So you still need to govern data, right? And if you fine-tune your model, then, again, you need to govern the data. because while there's a lot of legislation, hopefully we'll have time at least to pass through some of them, but if the company being asked to show what actually you use to train this data because maybe someone claiming that you actually leak their personal data, you need to have data governance, okay, so you still need to know what actually the model used for and the issue is all of this as service models.

They cannot actually guarantee you that they never used any data that maybe relates to your customer information or something like that, because they just scrubbed data from the Internet. So they could also use some LinkedIn information, all of that. And so, yeah, maintain the flexibility.

As I just showed you, there are already like three or four models that are available. There are going to be thousands of them. So what in reality you need to understand is that you need to have an infrastructure that you can just plug and play with those models.

You don't need to rebuild everything all the time when you have a new use case. So a few years ago, well actually it's been already more than eight, but Google came up with the statistics where they measured how many time it requires a data scientist to spend for different tasks. And so the statistics showed that ML engineers or data scientists in Google spend less than 10% of their time doing actually ML code. So everything around that's called infrastructure takes 90% of people's time.

So this is where we need to understand that models which is OpenAI. It's just a model, okay? You can use whatever model you want.

But you still need to build all the infrastructure around it. There is a lot of things that has to be taken care of. Your data platform that creates... your data governance in the lineage and then you also want to have this data platform that can actually work not only for LLM but for other use cases right you still have other use cases you have your BI you have your ML DL whatever there's still a lot of use cases you need to have a platform that fits them all Then you need to prepare your data. What you need to understand that for LLMs, it's not just the text, right?
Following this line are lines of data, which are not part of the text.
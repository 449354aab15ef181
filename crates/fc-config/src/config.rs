//! The immutable run configuration and its compiled-in defaults.

use serde::{Deserialize, Serialize};
use std::path::PathBuf;
use tracing::warn;

/// Fixed path of the on-disk key/value configuration store.
pub const CONFIG_FILE: &str = "/etc/config/fancontrol";

/// Fixed path of the temperature history file shared with external readers.
pub const LOG_FILE: &str = "/tmp/log/log.fancontrol_temp";

/// Run configuration, built once at startup and read-only thereafter.
#[derive(Debug, Clone, PartialEq, Serialize, Deserialize)]
pub struct RunConfig {
    /// Temperature sensor sysfs file.
    pub thermal_file: PathBuf,
    /// Fan PWM (duty cycle) sysfs file.
    pub fan_pwm_file: PathBuf,
    /// Fan tachometer sysfs file.
    pub fan_speed_file: PathBuf,
    /// Divisor converting the raw sensor reading to degrees Celsius.
    pub temp_div: i64,
    /// Fan startup speed; also the minimum non-zero duty cycle.
    pub start_speed: i64,
    /// Maximum duty cycle the mapper may emit.
    pub max_speed: i64,
    /// PID setpoint in degrees Celsius.
    pub target_temp: i64,
    /// Proportional gain.
    pub kp: f64,
    /// Integral gain.
    pub ki: f64,
    /// Derivative gain.
    pub kd: f64,
    /// Seconds between temperature log entries.
    pub log_interval: i64,
    /// Seconds between PID updates and actuator writes.
    pub pid_interval: i64,
    /// Debug level; nonzero enables per-tick diagnostics.
    pub debug: i64,
}

impl Default for RunConfig {
    fn default() -> Self {
        Self {
            thermal_file: PathBuf::from("/sys/devices/virtual/thermal/thermal_zone0/temp"),
            fan_pwm_file: PathBuf::from("/sys/class/hwmon/hwmon7/pwm1"),
            fan_speed_file: PathBuf::from("/sys/class/hwmon/hwmon7/fan1_input"),
            temp_div: 1000,
            start_speed: 35,
            max_speed: 255,
            target_temp: 55,
            kp: 5.0,
            ki: 1.0,
            kd: 0.01,
            log_interval: 10,
            pid_interval: 30,
            debug: 0,
        }
    }
}

impl RunConfig {
    /// Replace any non-finite gain with its compiled-in default.
    ///
    /// Integer fields cannot be non-finite, and a zero resolved from an
    /// unparsable value is kept as-is (inherited fallback semantics).
    pub fn sanitize_gains(&mut self) {
        let defaults = RunConfig::default();
        if !self.kp.is_finite() {
            warn!(value = self.kp, "non-finite Kp, using default");
            self.kp = defaults.kp;
        }
        if !self.ki.is_finite() {
            warn!(value = self.ki, "non-finite Ki, using default");
            self.ki = defaults.ki;
        }
        if !self.kd.is_finite() {
            warn!(value = self.kd, "non-finite Kd, using default");
            self.kd = defaults.kd;
        }
    }
}
//! Daemon library: lifecycle state machine and the 1 Hz control loop.
//!
//! The binary in `main.rs` stays thin (flag parsing, tracing init, signal
//! registration); everything with behavior worth testing lives here.

pub mod daemon;
pub mod error;

pub use daemon::{Daemon, DaemonState, Tick};
pub use error::{AppError, AppResult};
The text has to be prepared into those embeddings. How do you store a vector of 760 size, right? How do you store those multi-embeddings? So normally we store them in vector databases.

What is vector database? Where do I get a vector database? Is it just the same vector database as others? So, right, all of these products are evolving. So we need to understand that.

It's not just a general data platform anymore. Then even if you don't fine-tune, you still actually need to evaluate model. You need to monitor it.

You also need to monitor costs. So you need to be able to kind of fix the amount of requests that people have in. And then you also need to actually connect your model to your data because, again, there's a lot of policies.

And so you need to be sure that those policies can be respected. And if someone asks... Have you actually used my personal data to train models? You need to know that that's actually not the truth. So you've already probably seen that slide, so I will not stop a lot.

But for example, what Databricks is actually coming up this year, it's things that or augment the capability of the platform to integrate LLMs or be coming actually with new products. So for example, a vector index. Managed vector database that can actually help you to enhance your data in real time and also store and share your embeddings Okay, because it's very important your model will actually be powered by those so marketplace where we're going to actually share best kind of Models for you so that you don't have to go look yourself or download them They're all going to be under the platform and AI get away.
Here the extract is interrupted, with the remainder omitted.